Outside, the conclave of cardinals had grown to two dozen, scarlet emissaries there to give Dad’s cousin permission to tell me what happened, who the mother was, where she went, why Dad didn’t marry her. But the sliding glass doors remained closed, and the cheer-cheer-cheer went unheard. Jo Nell stood fast in her loyalty to Dad’s wish when he was alive to protect his secrets, and I presume to my mother even though Mom had what I used to call a long-hanging-down nose.
My patience worn thin, I asked her to tell me about Dad.
“Oh, your dad was ornery.” But to know how ornery I’d have to ask his high school buddies, the ones he got in trouble with.
“What do you know about Dad’s time in the Air Force?”
“I was in Germany then,” she said too quickly. “I wasn’t close to your dad.”
Only minutes earlier Jo Nell had said she arrived right around the time of her adopted daughter’s birth, which I well knew was a month after mine. If I’d felt impatience and frustration before, now I was annoyed.
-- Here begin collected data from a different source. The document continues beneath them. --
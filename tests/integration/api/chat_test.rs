//! Chat API integration tests
//!
//! Sending, history, inbox aggregation and profile lookups over HTTP.

use axum::http::StatusCode;
use pretty_assertions::assert_eq;
use serde_json::json;

use crate::common::auth_helpers::create_test_user;
use crate::common::database::{message_count, seed_product, seed_user};
use crate::common::server::TestApp;
use crate::{assert_contains, assert_error_body};

#[tokio::test]
async fn test_send_message_returns_created_message() {
    let app = TestApp::new().await;
    let alice = create_test_user(&app.pool, "alice").await;
    let bob = create_test_user(&app.pool, "bob").await;
    let bike = seed_product(&app.pool, bob.id, "Road bike", 250.0).await;

    let (status, body) = app
        .post(
            "/api/chat/messages",
            &alice.token,
            json!({ "receiverId": bob.id, "message": "Is the bike available?", "productId": bike }),
        )
        .await;

    assert_eq!(status, StatusCode::CREATED);
    assert!(body["id"].as_i64().unwrap() > 0);
    assert_eq!(body["sender_id"], alice.id);
    assert_eq!(body["receiver_id"], bob.id);
    assert_eq!(body["message"], "Is the bike available?");
    assert_eq!(body["is_read"], false);
    assert_eq!(body["sender_name"], "alice");
    assert_eq!(body["receiver_name"], "bob");
    assert_eq!(body["product_id"], bike);
    assert_eq!(body["product_title"], "Road bike");
    assert_eq!(body["product_price"], 250.0);
}

#[tokio::test]
async fn test_send_without_product_omits_listing_fields() {
    let app = TestApp::new().await;
    let alice = create_test_user(&app.pool, "alice").await;
    let bob = create_test_user(&app.pool, "bob").await;

    let (status, body) = app
        .post("/api/chat/messages", &alice.token, json!({ "receiverId": bob.id, "message": "hi" }))
        .await;

    assert_eq!(status, StatusCode::CREATED);
    assert!(body["product_id"].is_null());
    assert!(body.get("product_title").is_none());
}

#[tokio::test]
async fn test_send_requires_receiver_and_message() {
    let app = TestApp::new().await;
    let alice = create_test_user(&app.pool, "alice").await;
    let bob = create_test_user(&app.pool, "bob").await;

    for payload in [
        json!({ "message": "hi" }),
        json!({ "receiverId": bob.id }),
        json!({ "receiverId": bob.id, "message": "" }),
        json!({ "receiverId": bob.id, "message": "   \n" }),
    ] {
        let response = app.post("/api/chat/messages", &alice.token, payload).await;
        assert_contains!(response.1["error"].as_str().unwrap(), "required");
        assert_error_body!(response, StatusCode::BAD_REQUEST);
    }

    assert_eq!(message_count(&app.pool).await, 0);
}

#[tokio::test]
async fn test_cannot_message_yourself() {
    let app = TestApp::new().await;
    let alice = create_test_user(&app.pool, "alice").await;

    let response = app
        .post("/api/chat/messages", &alice.token, json!({ "receiverId": alice.id, "message": "me" }))
        .await;
    assert_error_body!(response, StatusCode::BAD_REQUEST);
}

#[tokio::test]
async fn test_unknown_receiver_is_not_found() {
    let app = TestApp::new().await;
    let alice = create_test_user(&app.pool, "alice").await;

    let response = app
        .post("/api/chat/messages", &alice.token, json!({ "receiverId": 999, "message": "hello?" }))
        .await;
    assert_error_body!(response, StatusCode::NOT_FOUND);
    assert_eq!(message_count(&app.pool).await, 0);
}

#[tokio::test]
async fn test_unknown_product_is_rejected() {
    let app = TestApp::new().await;
    let alice = create_test_user(&app.pool, "alice").await;
    let bob = create_test_user(&app.pool, "bob").await;

    let response = app
        .post(
            "/api/chat/messages",
            &alice.token,
            json!({ "receiverId": bob.id, "message": "hi", "productId": 4242 }),
        )
        .await;
    assert_error_body!(response, StatusCode::BAD_REQUEST);
}

#[tokio::test]
async fn test_malformed_body_is_rejected() {
    let app = TestApp::new().await;
    let alice = create_test_user(&app.pool, "alice").await;

    let response = app
        .post("/api/chat/messages", &alice.token, json!({ "receiverId": "bob", "message": 5 }))
        .await;
    assert_error_body!(response, StatusCode::BAD_REQUEST);
}

#[tokio::test]
async fn test_history_is_chronological_and_marks_read() {
    let app = TestApp::new().await;
    let alice = create_test_user(&app.pool, "alice").await;
    let bob = create_test_user(&app.pool, "bob").await;

    for (from, to, text) in [(&alice, &bob, "one"), (&bob, &alice, "two"), (&bob, &alice, "three")] {
        let (status, _) = app
            .post("/api/chat/messages", &from.token, json!({ "receiverId": to.id, "message": text }))
            .await;
        assert_eq!(status, StatusCode::CREATED);
    }

    let (status, inbox) = app.get("/api/chat/conversations", &alice.token).await;
    assert_eq!(status, StatusCode::OK);
    assert_eq!(inbox[0]["unread_count"], 2);

    let (status, history) = app.get(&format!("/api/chat/messages/{}", bob.id), &alice.token).await;
    assert_eq!(status, StatusCode::OK);
    let bodies: Vec<&str> = history.as_array().unwrap().iter().map(|m| m["message"].as_str().unwrap()).collect();
    assert_eq!(bodies, vec!["one", "two", "three"]);

    let (_, inbox) = app.get("/api/chat/conversations", &alice.token).await;
    assert_eq!(inbox[0]["unread_count"], 0);

    // Alice's own message is still unread for Bob
    let (_, bob_inbox) = app.get("/api/chat/conversations", &bob.token).await;
    assert_eq!(bob_inbox[0]["unread_count"], 1);
}

#[tokio::test]
async fn test_history_rejects_bad_ids() {
    let app = TestApp::new().await;
    let alice = create_test_user(&app.pool, "alice").await;

    let response = app.get("/api/chat/messages/abc", &alice.token).await;
    assert_error_body!(response, StatusCode::BAD_REQUEST);

    let response = app.get("/api/chat/messages/0", &alice.token).await;
    assert_error_body!(response, StatusCode::BAD_REQUEST);

    let response = app.get("/api/chat/messages/999", &alice.token).await;
    assert_error_body!(response, StatusCode::NOT_FOUND);
}

#[tokio::test]
async fn test_history_with_stranger_is_empty() {
    let app = TestApp::new().await;
    let alice = create_test_user(&app.pool, "alice").await;
    let carol = seed_user(&app.pool, "carol", None).await;

    let (status, history) = app.get(&format!("/api/chat/messages/{}", carol), &alice.token).await;
    assert_eq!(status, StatusCode::OK);
    assert_eq!(history, json!([]));
}

#[tokio::test]
async fn test_inbox_orders_by_latest_activity() {
    let app = TestApp::new().await;
    let alice = create_test_user(&app.pool, "alice").await;
    let bob = create_test_user(&app.pool, "bob").await;
    let carol = create_test_user(&app.pool, "carol").await;

    app.post("/api/chat/messages", &bob.token, json!({ "receiverId": alice.id, "message": "from bob" }))
        .await;
    app.post("/api/chat/messages", &carol.token, json!({ "receiverId": alice.id, "message": "from carol" }))
        .await;
    app.post("/api/chat/messages", &alice.token, json!({ "receiverId": bob.id, "message": "back to bob" }))
        .await;

    let (status, inbox) = app.get("/api/chat/conversations", &alice.token).await;
    assert_eq!(status, StatusCode::OK);

    let inbox = inbox.as_array().unwrap();
    assert_eq!(inbox.len(), 2);
    assert_eq!(inbox[0]["other_user_id"], bob.id);
    assert_eq!(inbox[0]["other_user_name"], "bob");
    assert_eq!(inbox[0]["last_message"], "back to bob");
    assert_eq!(inbox[0]["unread_count"], 1);
    assert_eq!(inbox[1]["other_user_id"], carol.id);
    assert_eq!(inbox[1]["last_message"], "from carol");
}

#[tokio::test]
async fn test_empty_inbox() {
    let app = TestApp::new().await;
    let alice = create_test_user(&app.pool, "alice").await;

    let (status, inbox) = app.get("/api/chat/conversations", &alice.token).await;
    assert_eq!(status, StatusCode::OK);
    assert_eq!(inbox, json!([]));
}

#[tokio::test]
async fn test_user_profile() {
    let app = TestApp::new().await;
    let alice = create_test_user(&app.pool, "alice").await;
    let bob = seed_user(&app.pool, "Bob Smith", None).await;
    let carol = seed_user(&app.pool, "carol", Some("https://cdn.example.com/carol.png")).await;

    let (status, profile) = app.get(&format!("/api/chat/user/{}", bob), &alice.token).await;
    assert_eq!(status, StatusCode::OK);
    assert_eq!(profile["username"], "Bob Smith");
    assert!(profile["profile_picture_url"].is_null());
    assert_eq!(
        profile["avatar"],
        "https://ui-avatars.com/api/?name=Bob%20Smith&background=eb8f0d&color=fff"
    );

    let (_, profile) = app.get(&format!("/api/chat/user/{}", carol), &alice.token).await;
    assert_eq!(profile["avatar"], "https://cdn.example.com/carol.png");

    let response = app.get("/api/chat/user/999", &alice.token).await;
    assert_error_body!(response, StatusCode::NOT_FOUND);
}

#[tokio::test]
async fn test_unknown_route() {
    let app = TestApp::new().await;
    let alice = create_test_user(&app.pool, "alice").await;

    let response = app.get("/api/nothing-here", &alice.token).await;
    assert_error_body!(response, StatusCode::NOT_FOUND);
}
I called her on her blatant lie.
“You said you arrived in Germany in 1957.”
“That’s right.”
“My older brother would have been born in 1955 or 1956.”
I had documentation to prove Dad left the Air Force in 1955, and Mom had said the woman came to Tulsa to hide the pregnancy from her family and give the baby up for adoption.
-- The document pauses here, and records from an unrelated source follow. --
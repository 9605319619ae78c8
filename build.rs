fn main() {
    // sqlx::migrate!() embeds the migration files at compile time, so a new
    // or edited migration has to trigger a rebuild.
    println!("cargo:rerun-if-changed=migrations");
}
Jo Nell didn’t blink. “That’s right,” she said and stuck to her lie the way wet sticks to cold even though we both knew the pale monochrome of an Oklahoma February was far from the snowy winter scene she tried to project.
Slack-jawed with disbelief, I asked for other stories. She told of a time she and Dad slid rocks down the tail fins of my grandparents’ new car. Their game left a trail of scrapes on the paint. They were four and five or five and six. My grandad only said, “You should’ve known better.”
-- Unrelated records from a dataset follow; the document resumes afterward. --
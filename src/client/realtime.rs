//! Realtime Connection
//!
//! Client side of the `/ws` endpoint, over tokio-tungstenite.

use std::collections::VecDeque;
use std::future::Future;

use futures_util::{SinkExt, StreamExt};
use tokio::net::TcpStream;
use tokio_tungstenite::tungstenite::client::IntoClientRequest;
use tokio_tungstenite::tungstenite::http::{header::AUTHORIZATION, HeaderValue};
use tokio_tungstenite::tungstenite::Message;
use tokio_tungstenite::{connect_async, MaybeTlsStream, WebSocketStream};

use crate::client::{ClientConfig, ClientError};
use crate::shared::{ClientEvent, ServerEvent};

type WsStream = WebSocketStream<MaybeTlsStream<TcpStream>>;

/// Joins conversation channels on behalf of a [`ChatSession`](crate::client::ChatSession)
pub trait ChannelSubscriber {
    /// Subscribe to `channel`, resolving once the server acknowledged it
    fn join(&mut self, channel: &str) -> impl Future<Output = Result<(), ClientError>> + Send;

    fn leave(&mut self, channel: &str) -> impl Future<Output = Result<(), ClientError>> + Send;
}

/// An authenticated WebSocket connection to the relay
pub struct RealtimeConnection {
    stream: WsStream,
    /// Events read while waiting for an acknowledgement
    pending: VecDeque<ServerEvent>,
}

impl RealtimeConnection {
    /// Open the realtime connection with the configured token.
    pub async fn connect(config: &ClientConfig) -> Result<Self, ClientError> {
        let token = config.require_token()?;

        let mut request = config.ws_url().into_client_request()?;
        let bearer = HeaderValue::from_str(&format!("Bearer {}", token)).map_err(|_| ClientError::NotAuthenticated)?;
        request.headers_mut().insert(AUTHORIZATION, bearer);

        let (stream, _) = connect_async(request).await?;
        tracing::debug!("Realtime connection established to {}", config.ws_url());

        Ok(Self {
            stream,
            pending: VecDeque::new(),
        })
    }

    pub async fn send_event(&mut self, event: &ClientEvent) -> Result<(), ClientError> {
        let frame = event.to_frame()?;
        self.stream.send(Message::text(frame)).await?;
        Ok(())
    }

    /// Next event from the server, or `None` once the connection closed.
    ///
    /// Frames that are not valid events are skipped.
    pub async fn next_event(&mut self) -> Result<Option<ServerEvent>, ClientError> {
        if let Some(event) = self.pending.pop_front() {
            return Ok(Some(event));
        }
        self.read_event().await
    }

    async fn read_event(&mut self) -> Result<Option<ServerEvent>, ClientError> {
        while let Some(frame) = self.stream.next().await {
            match frame? {
                Message::Text(text) => match ServerEvent::from_frame(text.as_str()) {
                    Ok(event) => return Ok(Some(event)),
                    Err(e) => tracing::warn!("Ignoring malformed server frame: {}", e),
                },
                Message::Close(_) => return Ok(None),
                _ => {}
            }
        }
        Ok(None)
    }

    pub async fn close(mut self) -> Result<(), ClientError> {
        self.stream.close(None).await?;
        Ok(())
    }
}

impl ChannelSubscriber for RealtimeConnection {
    async fn join(&mut self, channel: &str) -> Result<(), ClientError> {
        self.send_event(&ClientEvent::JoinChat(channel.to_string())).await?;

        loop {
            match self.read_event().await? {
                Some(ServerEvent::Joined(key)) if key == channel => return Ok(()),
                Some(ServerEvent::Error(reason)) => return Err(ClientError::Rejected(reason)),
                Some(other) => self.pending.push_back(other),
                None => return Err(ClientError::Disconnected),
            }
        }
    }

    async fn leave(&mut self, channel: &str) -> Result<(), ClientError> {
        self.send_event(&ClientEvent::LeaveChat(channel.to_string())).await
    }
}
I asked again about my Other Brother. Again she denied knowing anything, and I left Bristow feeling as though I’d just watched an episode of The Waltons, one focused on the family villains. Luther, Jim Al, and Robert Lee were bad. Jim Ross was ornery but good, and like the dew that covered their faces on summer mornings in the screened-in building, my probable brother was something we were just supposed to wipe off. “No big deal.”
Except it was a big deal. Big enough to lie about. Big enough for Dad to say a month before he died that he was grateful to Mom for never having left him, so grateful, he made sure she got the house, the commercial property, the life insurance, and a buyout of his business. He left Mom with more wealth than she’d ever had before, yet more than fifty years after she found the letters from the Mother of my Other Brother, and twenty years after his death, she’s still twisted up with anger. She threw the letters away, but as hard as she’s tried to forget, she hasn’t. And who knows what she told Jo Nell?
On the drive home, I asked about Dad’s buddies, the ones Jo Nell said he got in trouble with. But they were both dead. Then with her face to the window, Mom said she and Dad had Thanksgiving dinner with Jo Nell and her first husband in 1956. In other words, Jo Nell lied about being close to Dad around the time of my Other Brother’s birth.
“Maybe if I’d had a less sheltered upbringing, my marriage would’ve been different,” Mom added, her face still aimed at the pale February landscape.
Hard to say whether a less sheltered upbringing would have gotten her through the shock of finding letters in a dresser drawer and learning her husband’s big omission, but as I was beginning to learn, my mother often dropped breadcrumbs, a morsel here and there, pickings for the birds.